Valentino started to regularly take part in the Paris Fashion Week creating for each seasonal show from 60 to 80 new models. The designer wanted only famous actresses or top models to take part in his shows. His philosophy was that the viewer should admire the clothes and only the clothes while his artistic principle said that the most facilitated cut of dresses, in which a woman feels comfortable, as if in her favorite nightgown.

 

Photo: instagram.com/realmrvalentino/

 

In 1978, the designer introduced his first fragrance Valentino, and in 1982, at the invitation of Diana Vreeland, showed a couture collection at the Metropolitan Museum of Art in New York. In 1984, he created the uniform for the Italian Olympic team - especially for the Summer Games in Los Angeles, in 1985 presented the denim line, in 1987 - the line of bags, and two years later - showed the new, more democratic Oliver line at Fashion Week in Milan.

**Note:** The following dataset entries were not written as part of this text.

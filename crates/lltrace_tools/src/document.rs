//! JSON table documents
//!
//! ```json
//! {
//!   "start": "S",
//!   "table": {
//!     "S": { "a": ["a", "S"], "$": ["ε"], "b": "error" }
//!   }
//! }
//! ```

use lltrace::error::GrammarError;
use lltrace::grammar::{PredictiveTable, TableEntry};
use serde::{Deserialize, Serialize};
use std::collections::BTreeMap;

/// A parsing table as written on disk.
#[derive(Debug, Clone, Default, PartialEq, Eq, Serialize, Deserialize)]
pub struct TableDocument {
    /// Default start symbol, overridable from the command line.
    #[serde(default, skip_serializing_if = "Option::is_none")]
    pub start: Option<String>,
    /// Rows keyed by nonterminal, cells keyed by lookahead.
    pub table: BTreeMap<String, BTreeMap<String, CellDocument>>,
}

/// One cell: the right-hand side of a production, or the `"error"` marker.
#[derive(Debug, Clone, PartialEq, Eq, Serialize, Deserialize)]
#[serde(untagged)]
pub enum CellDocument {
    Production(Vec<String>),
    Marker(Marker),
}

#[derive(Debug, Clone, Copy, PartialEq, Eq, Serialize, Deserialize)]
pub enum Marker {
    #[serde(rename = "error")]
    Error,
}

impl TableDocument {
    /// Parse a document from JSON text.
    ///
    /// # Errors
    ///
    /// Returns the JSON error for malformed text or an unknown cell shape.
    pub fn from_json(text: &str) -> Result<Self, serde_json::Error> {
        serde_json::from_str(text)
    }

    /// Pretty-printed JSON.
    ///
    /// # Errors
    ///
    /// Propagates serializer failures.
    pub fn to_json(&self) -> Result<String, serde_json::Error> {
        serde_json::to_string_pretty(self)
    }

    /// Build the predictive table.
    ///
    /// # Errors
    ///
    /// Fails on the first row key, lookahead or production symbol that does
    /// not classify the way its position requires.
    pub fn to_table(&self) -> Result<PredictiveTable, GrammarError> {
        let mut builder = PredictiveTable::builder();
        for (left, cells) in &self.table {
            builder = builder.row(left);
            for (lookahead, cell) in cells {
                builder = match cell {
                    CellDocument::Production(right) => builder.entry(left, lookahead, right),
                    CellDocument::Marker(Marker::Error) => builder.error(left, lookahead),
                };
            }
        }
        builder.build()
    }

    /// Write a table back out as a document.
    #[must_use]
    pub fn from_table(start: Option<&str>, table: &PredictiveTable) -> Self {
        let mut rows: BTreeMap<String, BTreeMap<String, CellDocument>> = table
            .rows()
            .map(|(left, _)| (left.to_string(), BTreeMap::new()))
            .collect();

        for (left, lookahead, entry) in table.sorted_entries() {
            let cell = match entry {
                TableEntry::Production(production) => CellDocument::Production(
                    production.right().iter().map(ToString::to_string).collect(),
                ),
                TableEntry::Error => CellDocument::Marker(Marker::Error),
            };
            rows.entry(left.to_string())
                .or_default()
                .insert(lookahead.to_string(), cell);
        }

        Self {
            start: start.map(str::to_string),
            table: rows,
        }
    }
}
/// Configuration for the predictive driver.
#[derive(Debug, Clone, Default, PartialEq, Eq)]
pub struct DriverConfig {
    /// Maximum number of moves after the initial configuration.
    ///
    /// `None` runs until acceptance or error. A table that expands without
    /// consuming input never terminates on its own, so callers that take
    /// tables from outside should set a ceiling.
    pub max_steps: Option<usize>,
}

impl DriverConfig {
    /// Unlimited configuration.
    #[must_use]
    pub const fn new() -> Self {
        Self { max_steps: None }
    }

    /// Stop after `max_steps` moves.
    #[must_use]
    pub const fn with_max_steps(mut self, max_steps: usize) -> Self {
        self.max_steps = Some(max_steps);
        self
    }

    /// Remove the step ceiling.
    #[must_use]
    pub const fn unlimited(mut self) -> Self {
        self.max_steps = None;
        self
    }
}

At the end of the 90s, Valentino and Giammetti sell their company to the holding Partecipazioni Industriali. Three years later, the brand had a new owner - the multi-brand concern Marzotto Apparel. Between these events, the Valentino House celebrated the 40th anniversary, marked by the grand display of The Red Book of Valentino, in which all models were wearing the red dresses with the V logo.

In 2008, Valentino announced that he was leaving the house and presented his last Haute Couture collection.

 

Photo: instagram.com/realmrvalentino/

 

At a farewell party in Rome, it became known that the young talented Alessandra Facchinetti, who has already established herself as a Gucci designer, was appointed as the creative director of Valentino fashion house. After two seasons, she was replaced by the design team of Maria Grazia Chiuri and Pierpaolo Piccioli. Their long-term alliance ceased to exist in 2016 - Chiuri resigned as Creative Director of Valentino couture collections to become Creative Director of Dior. After the collapse of the duo, Piccioli became the only creative director of the brand, and many were skeptical of this appointment and did not believe that he would be able to single-handedly pull the complex Italian fashion house.

 

Photo: instagram.com/maisonvalentino/

 

They were absolutely wrong. In just two years, he managed to update the brand – it became one of the most relevant in the fashion world.  in December 2018, Piccioli received the most prestigious award of the British Fashion Council "Designer of the Year".

Pierpaolo Piccioli admitted more than once that he did not seek to study the archives of the fashion house and unquestioningly follow all Valentino codes. The designer draws inspiration from art and often collaborates with contemporary artists to create another exciting collection.